A water tank placed on the floor has two small holes, pinched in the vertical wall one above the other. The holes are $3.3cm$ and $4.7cm$ above the floor. If the jets of water issuing out from the holes hit the floor at the same point on the floor, then the height of the water in the tank is

A. $3cm$
B. $6cm$
C. $8cm$
D. $9cm$

Answer 1

Hint: Given that the water tank is filled with water, then water will have a free surface. The free surface in a liquid means the upper surface of the liquid that is in contact with the air. If the free surface of a liquid is disturbed, then the waves are formed on the surface of the liquid.

Complete answer:
Step I:
Let A be the first hole and B is the second hole on the tank and let O be the bottom of the tank. Then given is
$OA = 3.3cm$ and $OB = 4.7cm$
Let H be the total height upto which the water is filled in the tank.
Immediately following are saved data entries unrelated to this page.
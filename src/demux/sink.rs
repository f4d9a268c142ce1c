//! Output sinks for a streaming run.
//!
//! The demultiplexer never draws anything itself. It drives a [`RunSink`],
//! which owns the log view, the status and agent displays, one region per
//! report section and the memory region. [`Dashboard`] is an in-memory
//! implementation used by the CLI and by tests.

use crate::core::Section;
use serde::Serialize;
use std::fmt;

/// Text shown in an output region before any content arrives.
pub const PLACEHOLDER: &str = "Processing...";

/// Run status shown to the user.
#[derive(Debug, Clone, Copy, PartialEq, Eq, Default, Serialize)]
#[serde(rename_all = "snake_case")]
pub enum RunStatus {
    /// No run has started.
    #[default]
    Idle,
    /// Chunks are being consumed.
    Active,
    /// The stream ended and the run was recorded.
    Complete,
    /// The run was abandoned.
    Failed,
}

impl RunStatus {
    /// Whether the status ends a run.
    #[must_use]
    pub const fn is_terminal(self) -> bool {
        matches!(self, Self::Complete | Self::Failed)
    }

    /// Label for display.
    #[must_use]
    pub const fn label(self) -> &'static str {
        match self {
            Self::Idle => "Idle",
            Self::Active => "Agent Fleet Active",
            Self::Complete => "Mission Complete",
            Self::Failed => "System Error",
        }
    }
}

impl fmt::Display for RunStatus {
    fn fmt(&self, f: &mut fmt::Formatter<'_>) -> fmt::Result {
        f.write_str(self.label())
    }
}

/// Receiver for everything a run displays.
///
/// Calls arrive strictly in stream order from a single consumer.
pub trait RunSink {
    /// Appends one telemetry line to the log view.
    fn log_line(&mut self, line: &str);

    /// Updates the currently active agent display.
    fn active_agent(&mut self, name: &str);

    /// Replaces a section region with the given markdown.
    fn render_section(&mut self, section: Section, markdown: &str);

    /// Post-processes rendered regions (link decoration, table styling).
    ///
    /// Invoked after every section render pass.
    fn enhance(&mut self) {}

    /// Replaces the memory region with preformatted text.
    ///
    /// Never called with whitespace-only text.
    fn render_memory(&mut self, text: &str);

    /// Updates the run status.
    fn status(&mut self, status: RunStatus);

    /// Puts every output region back to its placeholder.
    fn reset(&mut self) {}
}

impl<S: RunSink + ?Sized> RunSink for &mut S {
    fn log_line(&mut self, line: &str) {
        (**self).log_line(line);
    }

    fn active_agent(&mut self, name: &str) {
        (**self).active_agent(name);
    }

    fn render_section(&mut self, section: Section, markdown: &str) {
        (**self).render_section(section, markdown);
    }

    fn enhance(&mut self) {
        (**self).enhance();
    }

    fn render_memory(&mut self, text: &str) {
        (**self).render_memory(text);
    }

    fn status(&mut self, status: RunStatus) {
        (**self).status(status);
    }

    fn reset(&mut self) {
        (**self).reset();
    }
}

/// Content of one output region.
#[derive(Debug, Clone, PartialEq, Eq, Default, Serialize)]
#[serde(tag = "state", content = "markdown", rename_all = "snake_case")]
pub enum Region {
    /// Nothing rendered yet.
    #[default]
    Placeholder,
    /// Last rendered markdown.
    Rendered(String),
}

impl Region {
    /// Rendered markdown, if any.
    #[must_use]
    pub fn markdown(&self) -> Option<&str> {
        match self {
            Self::Placeholder => None,
            Self::Rendered(md) => Some(md),
        }
    }

    /// Whether the region still shows its placeholder.
    #[must_use]
    pub const fn is_placeholder(&self) -> bool {
        matches!(self, Self::Placeholder)
    }
}

/// In-memory display model.
///
/// # Examples
///
/// ```
/// use fleetmux::demux::sink::{Dashboard, RunSink};
///
/// let mut dashboard = Dashboard::new();
/// dashboard.log_line("Task started");
/// assert_eq!(dashboard.log(), ["Task started"]);
/// ```
#[derive(Debug, Clone, Default, Serialize)]
pub struct Dashboard {
    log: Vec<String>,
    agent: Option<String>,
    status: RunStatus,
    sections: [Region; 5],
    memory: Option<String>,
    render_passes: usize,
}

impl Dashboard {
    /// Creates an empty dashboard.
    #[must_use]
    pub fn new() -> Self {
        Self::default()
    }

    /// Telemetry lines in arrival order.
    #[must_use]
    pub fn log(&self) -> &[String] {
        &self.log
    }

    /// Current active agent display.
    #[must_use]
    pub fn agent(&self) -> Option<&str> {
        self.agent.as_deref()
    }

    /// Current run status.
    #[must_use]
    pub const fn run_status(&self) -> RunStatus {
        self.status
    }

    /// Region for a section.
    #[must_use]
    pub fn section(&self, section: Section) -> &Region {
        &self.sections[section.index()]
    }

    /// Current memory region content.
    #[must_use]
    pub fn memory(&self) -> Option<&str> {
        self.memory.as_deref()
    }

    /// Number of completed render passes (one per `enhance`).
    #[must_use]
    pub const fn render_passes(&self) -> usize {
        self.render_passes
    }
}

impl RunSink for Dashboard {
    fn log_line(&mut self, line: &str) {
        self.log.push(line.to_string());
    }

    fn active_agent(&mut self, name: &str) {
        self.agent = Some(name.to_string());
    }

    fn render_section(&mut self, section: Section, markdown: &str) {
        self.sections[section.index()] = Region::Rendered(markdown.to_string());
    }

    fn enhance(&mut self) {
        self.render_passes += 1;
    }

    fn render_memory(&mut self, text: &str) {
        self.memory = Some(text.to_string());
    }

    fn status(&mut self, status: RunStatus) {
        self.status = status;
    }

    fn reset(&mut self) {
        *self = Self::default();
    }
}

#[cfg(test)]
mod tests {
    use super::*;

    #[test]
    fn test_dashboard_regions() {
        let mut dashboard = Dashboard::new();
        assert!(dashboard.section(Section::Quiz).is_placeholder());

        dashboard.render_section(Section::Quiz, "# Practice Questions");
        assert_eq!(
            dashboard.section(Section::Quiz).markdown(),
            Some("# Practice Questions")
        );

        dashboard.render_section(Section::Quiz, "# Practice Questions\nQ1");
        assert_eq!(
            dashboard.section(Section::Quiz).markdown(),
            Some("# Practice Questions\nQ1")
        );
    }

    #[test]
    fn test_dashboard_reset() {
        let mut dashboard = Dashboard::new();
        dashboard.log_line("line");
        dashboard.active_agent("Planner");
        dashboard.render_memory("state");
        dashboard.status(RunStatus::Active);
        dashboard.reset();

        assert!(dashboard.log().is_empty());
        assert_eq!(dashboard.agent(), None);
        assert_eq!(dashboard.memory(), None);
        assert_eq!(dashboard.run_status(), RunStatus::Idle);
    }

    #[test]
    fn test_sink_through_mut_reference() {
        fn drive(mut sink: impl RunSink) {
            sink.log_line("via reference");
            sink.enhance();
        }

        let mut dashboard = Dashboard::new();
        drive(&mut dashboard);
        assert_eq!(dashboard.log(), ["via reference"]);
        assert_eq!(dashboard.render_passes(), 1);
    }

    #[test]
    fn test_status_labels() {
        assert_eq!(RunStatus::Complete.to_string(), "Mission Complete");
        assert!(RunStatus::Failed.is_terminal());
        assert!(!RunStatus::Active.is_terminal());
    }
}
The velocity of a liquid falling from a height on the ground is given by
$V = \sqrt {2gH} $
Where H is the height of the liquid falling from the top part of the tank.
Therefore, for the first hole, height is $ = H - 3.3$
${V_1} = \sqrt {2g(H - 3.3)} $
Step II:
Therefore, the time taken for the water to drop at the ground is given by its time of flight.
Formula for time of flight is, $T = \sqrt {\dfrac{{2h}}{g}} $
Where h is the height taken from the bottom of the tank.
Hence for the first hole, time of flight is
${T_1} = \sqrt {\dfrac{{2{h_1}}}{g}} $
Or \[\sqrt {\dfrac{{2 \times 3.3}}{g}} = \sqrt {\dfrac{{6.6}}{g}} \]
Step III:
Horizontal range is the horizontal distance travelled by the liquid or water. The formula is
$x = v.t$
For first hole, ${x_1} = {v_1}.{t_1}$
$ = \sqrt {2g(H - 3.3)} .\sqrt {\dfrac{{6.6}}{g}} $
=$\sqrt {[13.2(H - 3.3)]} $
Step IV:
Similarly for the second hole, velocity of the water falling on the ground is, ${v_2} = \sqrt {2g(H - 4.7)} $
Time of flight for the second hole is,]${t_2} = \sqrt {\dfrac{{2 \times 4.7}}{g}} $
Or${t_2} = \sqrt {\dfrac{{9.4}}{g}} $
Horizontal range for second hole, x2 = v2. T2${x_2} = {v_2}.{t_2}$
$ = \sqrt {2 \times 9.4(H - 4.7)} $
Step V:
Also it is given that water hits at the same point on the floor. Therefore,
${x_1} = {x_2}$
Squaring both sides, the equation becomes
$13.2(H - 3.3) = 18.8(H - 4.7)$
$33H - 108.9 = 47H - 220.9$
$14H = 112$
$H = 8cm$

Therefore, Option (C) is the right answer.

Note:
Since the jet of water is falling from the hole in the tank, so it is an example of horizontal projectile. If a body is made to fall in a horizontal direction from a certain height with a certain velocity then it is said to be in a horizontal projectile motion. This motion is said to be an accelerated motion and is controlled by gravity.